Spese di viaggio, Thaci: Il deputato che imbroglia è legittimo a rappresentare il cittadino

Il pareresta Jusuf Thaci ha reagito dopo aver pubblicato la spesa parlamentare per il viaggio. Dice che se hanno tradito, dovrebbero dimettersi. Se ciò non accade, Thaci ha indicato quali passi dovrebbero essere seguiti. L'alta spesa da parte dei deputati petroliferi ha scatenato numerose reazioni. [...]
L'alta spesa da parte dei deputati petroliferi ha scatenato numerose reazioni. I deputati hanno riferito di aver barato per guadagnare soldi di stato.
Jusuf Thaci dice che un deputato che tradisce su S'ka legittimazione a rappresentare il cittadino.
Se è confermato che qualsiasi deputato/lei sta tradendo le sue spese di viaggio, sta facendo soldi pubblici tramite frode, rispettivamente:
1. Dovrebbe dimettersi dalla posizione del deputato, perché non ha più l'integrità o la legittimità di rappresentare il cittadino.

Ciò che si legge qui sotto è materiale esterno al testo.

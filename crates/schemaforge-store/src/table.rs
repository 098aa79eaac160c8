//! Table creation and batched upserts.

use std::path::Path;

use rusqlite::types::Value as SqlValue;
use rusqlite::Connection;
use serde_json::Value;
use tracing::debug;

use schemaforge_schema::{FieldKind, Record, Schema};

use crate::encoding::{decode_tensor, encode_tensor};
use crate::{StoreError, StoreResult};

/// One SQLite database, one table per schema.
pub struct TableStore {
    conn: Connection,
}

impl TableStore {
    /// Open (or create) the database file, creating parent directories.
    pub fn open(path: impl AsRef<Path>) -> StoreResult<Self> {
        let path = path.as_ref();
        if let Some(parent) = path.parent() {
            std::fs::create_dir_all(parent)?;
        }
        let conn = Connection::open(path)?;
        conn.execute_batch(
            "PRAGMA journal_mode=WAL;\n\
             PRAGMA synchronous=NORMAL;\n\
             PRAGMA busy_timeout=5000;",
        )?;
        Ok(Self { conn })
    }

    /// In-memory store (for testing).
    pub fn in_memory() -> StoreResult<Self> {
        Ok(Self {
            conn: Connection::open_in_memory()?,
        })
    }

    /// Create the backing table if absent, one column per schema field.
    pub fn create_table(&self, schema: &Schema) -> StoreResult<()> {
        let mut columns = Vec::with_capacity(schema.fields.len());
        for field in &schema.fields {
            let mut col = format!("\"{}\" {}", field.name, column_type(field.kind));
            if field.primary_key {
                col.push_str(" PRIMARY KEY");
            }
            if field.unique {
                col.push_str(" UNIQUE");
            }
            columns.push(col);
        }

        let sql = format!(
            "CREATE TABLE IF NOT EXISTS \"{}\" ({})",
            schema.table,
            columns.join(", ")
        );
        debug!(table = %schema.table, sql = %sql, "ensuring table");
        self.conn.execute(&sql, [])?;
        Ok(())
    }

    /// Insert-or-replace all records in one transaction. Shaped fields are
    /// encoded to blobs; everything else passes through. Returns the number
    /// of rows written.
    pub fn upsert(&mut self, records: &[Record], schema: &Schema) -> StoreResult<usize> {
        let names: Vec<String> = schema
            .fields
            .iter()
            .map(|f| format!("\"{}\"", f.name))
            .collect();
        let placeholders: Vec<String> =
            (1..=schema.fields.len()).map(|i| format!("?{i}")).collect();
        let sql = format!(
            "INSERT OR REPLACE INTO \"{}\" ({}) VALUES ({})",
            schema.table,
            names.join(", "),
            placeholders.join(", ")
        );

        let tx = self.conn.transaction()?;
        {
            let mut stmt = tx.prepare(&sql)?;
            for record in records {
                let row = bind_row(record, schema)?;
                stmt.execute(rusqlite::params_from_iter(row))?;
            }
        }
        tx.commit()?;

        debug!(table = %schema.table, rows = records.len(), "batch upserted");
        Ok(records.len())
    }

    /// Read every row back as records, decoding shaped blobs through the
    /// schema's shape parameters.
    pub fn select_all(&self, schema: &Schema) -> StoreResult<Vec<Record>> {
        let sql = format!("SELECT * FROM \"{}\"", schema.table);
        let mut stmt = self.conn.prepare(&sql)?;
        let names: Vec<String> =
            stmt.column_names().iter().map(|n| n.to_string()).collect();

        let mut rows = stmt.query([])?;
        let mut out = Vec::new();
        while let Some(row) = rows.next()? {
            let mut record = Record::new();
            for (i, name) in names.iter().enumerate() {
                let sql_value: SqlValue = row.get(i)?;
                let value = from_sql(sql_value, schema.field(name))?;
                record.insert(name.clone(), value);
            }
            out.push(record);
        }
        Ok(out)
    }
}

/// SQLite column affinity per field kind; shaped kinds are opaque blobs.
fn column_type(kind: FieldKind) -> &'static str {
    match kind {
        FieldKind::Boolean | FieldKind::Integer => "INTEGER",
        FieldKind::Real => "REAL",
        FieldKind::Text | FieldKind::Json => "TEXT",
        FieldKind::Vec | FieldKind::Matrix | FieldKind::Tensor | FieldKind::Quaternion => {
            "BLOB"
        }
    }
}

fn bind_row(record: &Record, schema: &Schema) -> StoreResult<Vec<SqlValue>> {
    let mut row = Vec::with_capacity(schema.fields.len());
    for field in &schema.fields {
        let value = record.get(&field.name).unwrap_or(&Value::Null);
        row.push(to_sql(&field.name, field.kind, value)?);
    }
    Ok(row)
}

fn to_sql(name: &str, kind: FieldKind, value: &Value) -> StoreResult<SqlValue> {
    if value.is_null() {
        return Ok(SqlValue::Null);
    }
    if kind.is_shaped() {
        return Ok(SqlValue::Blob(encode_tensor(name, value)?));
    }
    Ok(match value {
        Value::Bool(b) => SqlValue::Integer(i64::from(*b)),
        Value::Number(n) => {
            if let Some(i) = n.as_i64() {
                SqlValue::Integer(i)
            } else {
                SqlValue::Real(n.as_f64().unwrap_or(f64::NAN))
            }
        }
        Value::String(s) => SqlValue::Text(s.clone()),
        // JSON-typed fields (and any other structured leftover) persist as
        // their compact JSON text.
        other => SqlValue::Text(other.to_string()),
    })
}

fn from_sql(value: SqlValue, field: Option<&schemaforge_schema::Field>) -> StoreResult<Value> {
    Ok(match value {
        SqlValue::Null => Value::Null,
        SqlValue::Integer(i) => Value::from(i),
        SqlValue::Real(f) => serde_json::Number::from_f64(f)
            .map(Value::Number)
            .unwrap_or(Value::Null),
        SqlValue::Text(s) => match field.map(|f| f.kind) {
            Some(FieldKind::Json) => serde_json::from_str(&s).unwrap_or(Value::String(s)),
            _ => Value::String(s),
        },
        SqlValue::Blob(bytes) => match field {
            Some(f) if f.kind.is_shaped() => decode_tensor(&bytes, &f.type_params)?,
            _ => Value::Null,
        },
    })
}
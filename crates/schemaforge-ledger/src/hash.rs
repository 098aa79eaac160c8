//! Streamed content hashing.

use std::fs::File;
use std::io::Read;
use std::path::Path;

use sha2::{Digest, Sha256};

use crate::LedgerResult;

/// SHA-256 of a file's content, streamed in fixed 8 KiB chunks so memory use
/// is independent of file size. A missing file hashes to `None`, distinct
/// from any real digest.
pub fn file_sha256(path: &Path) -> LedgerResult<Option<String>> {
    if !path.exists() {
        return Ok(None);
    }

    let mut file = File::open(path)?;
    let mut hasher = Sha256::new();
    let mut chunk = [0u8; 8192];
    loop {
        let n = file.read(&mut chunk)?;
        if n == 0 {
            break;
        }
        hasher.update(&chunk[..n]);
    }
    Ok(Some(hex::encode(hasher.finalize())))
}
//! Table persistence on SQLite.
//!
//! One database file per dataset. Structured numeric fields (VEC, MATRIX,
//! TENSOR, QUATERNION) are stored as opaque blobs of flattened little-endian
//! f64 values; the encoding carries no shape header, so decoding requires the
//! schema's shape parameters.

use thiserror::Error;

mod encoding;
mod table;

pub use encoding::{decode_tensor, encode_tensor};
pub use table::TableStore;

/// Errors at the persistence boundary. Unlike load and validation errors,
/// these are not swallowed by the pipeline.
#[derive(Debug, Error)]
pub enum StoreError {
    #[error("database error: {0}")]
    Database(#[from] rusqlite::Error),

    #[error("i/o error while preparing database path: {0}")]
    Io(#[from] std::io::Error),

    #[error("cannot encode non-numeric element in field '{field}': {value}")]
    NonNumeric {
        field: String,
        value: serde_json::Value,
    },

    #[error("blob length {len} does not match shape {dims:?}")]
    ShapeMismatch { len: usize, dims: Vec<usize> },

    #[error("blob contains a non-finite value")]
    NonFinite,
}

/// Result type for store operations.
pub type StoreResult<T> = Result<T, StoreError>;
//! Schema and record model.

use serde::{Deserialize, Serialize};
use serde_json::Value;

/// One logical row: field name → untyped value. Records are ephemeral and
/// live only between loading and persistence.
pub type Record = serde_json::Map<String, Value>;

/// Logical field type. Shape parameters for the structured kinds live in
/// [`Field::type_params`].
#[derive(Debug, Clone, Copy, PartialEq, Eq, Serialize, Deserialize)]
#[serde(rename_all = "UPPERCASE")]
pub enum FieldKind {
    Boolean,
    Integer,
    Real,
    Text,
    Json,
    Vec,
    Matrix,
    Tensor,
    Quaternion,
}

impl FieldKind {
    /// Structured numeric kinds stored as opaque binary blobs.
    pub fn is_shaped(self) -> bool {
        matches!(self, Self::Vec | Self::Matrix | Self::Tensor | Self::Quaternion)
    }

    pub fn as_str(self) -> &'static str {
        match self {
            Self::Boolean => "BOOLEAN",
            Self::Integer => "INTEGER",
            Self::Real => "REAL",
            Self::Text => "TEXT",
            Self::Json => "JSON",
            Self::Vec => "VEC",
            Self::Matrix => "MATRIX",
            Self::Tensor => "TENSOR",
            Self::Quaternion => "QUATERNION",
        }
    }
}

impl std::fmt::Display for FieldKind {
    fn fmt(&self, f: &mut std::fmt::Formatter<'_>) -> std::fmt::Result {
        f.write_str(self.as_str())
    }
}

/// One schema field.
#[derive(Debug, Clone, PartialEq, Eq, Serialize, Deserialize)]
pub struct Field {
    pub name: String,

    #[serde(rename = "type")]
    pub kind: FieldKind,

    /// Shape parameters: VEC `[len]`, MATRIX `[rows, cols]`, TENSOR the full
    /// dimension vector, QUATERNION `[4]`. Empty for primitive kinds.
    #[serde(default, skip_serializing_if = "Vec::is_empty")]
    pub type_params: Vec<usize>,

    #[serde(default, skip_serializing_if = "is_false")]
    pub unique: bool,

    #[serde(default, skip_serializing_if = "is_false")]
    pub primary_key: bool,
}

impl Field {
    pub fn new(name: impl Into<String>, kind: FieldKind, type_params: Vec<usize>) -> Self {
        Self {
            name: name.into(),
            kind,
            type_params,
            unique: false,
            primary_key: false,
        }
    }
}

fn is_false(v: &bool) -> bool {
    !v
}

/// Schema metadata.
#[derive(Debug, Clone, Default, PartialEq, Eq, Serialize, Deserialize)]
#[serde(default)]
pub struct Metadata {
    pub private: bool,
}

/// One schema per dataset file, keyed by the dataset's path relative to the
/// data root. Immutable once persisted; regeneration replaces the whole
/// schema.
#[derive(Debug, Clone, PartialEq, Eq, Serialize, Deserialize)]
pub struct Schema {
    pub table: String,
    pub fields: Vec<Field>,

    #[serde(default)]
    pub metadata: Metadata,
}

impl Schema {
    /// Look up a field by name.
    pub fn field(&self, name: &str) -> Option<&Field> {
        self.fields.iter().find(|f| f.name == name)
    }
}
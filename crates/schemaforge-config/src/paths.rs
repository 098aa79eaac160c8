//! Dataset file discovery rules.

use std::path::Path;

/// File name suffixes that mark a file as a dataset document.
pub const DATA_SUFFIXES: [&str; 4] =
    ["_data.yaml", "_data.yml", "_data.json", "_data.csv"];

/// Whether a path looks like a dataset file.
pub fn is_dataset_file(path: &Path) -> bool {
    let Some(name) = path.file_name().and_then(|n| n.to_str()) else {
        return false;
    };
    DATA_SUFFIXES.iter().any(|suffix| name.ends_with(suffix))
}

#[cfg(test)]
mod tests {
    use super::*;

    #[test]
    fn test_recognizes_dataset_suffixes() {
        assert!(is_dataset_file(Path::new("data/countries_data.json")));
        assert!(is_dataset_file(Path::new("units/base_SI_units_data.yaml")));
        assert!(is_dataset_file(Path::new("prefixes_data.yml")));
        assert!(is_dataset_file(Path::new("languages_data.csv")));
    }

    #[test]
    fn test_rejects_other_files() {
        assert!(!is_dataset_file(Path::new("countries_schema.yaml")));
        assert!(!is_dataset_file(Path::new("notes.yaml")));
        assert!(!is_dataset_file(Path::new("countries_data.toml")));
    }
}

2. Se non si dimette, allora spetta al soggetto politico che deve rimuovere dal gruppo parlamentare e dal partito (perché il mandato del deputato non può essere tolto). Se il partito non prende nulla contro di lui, è un complice di questa frode.
3. L'accusa e il processo dovrebbero prendere tutte le misure necessarie contro di lui o il suo deputato per frode e appropriazione indebita del denaro pubblico illegalmente, perché i deputati non hanno l'immunità per gli atti criminali.
Mentre altri casi in cui i deputati sfruttano questo diritto per consentire la legislazione in vigore senza abusarne, questa è un'altra discussione.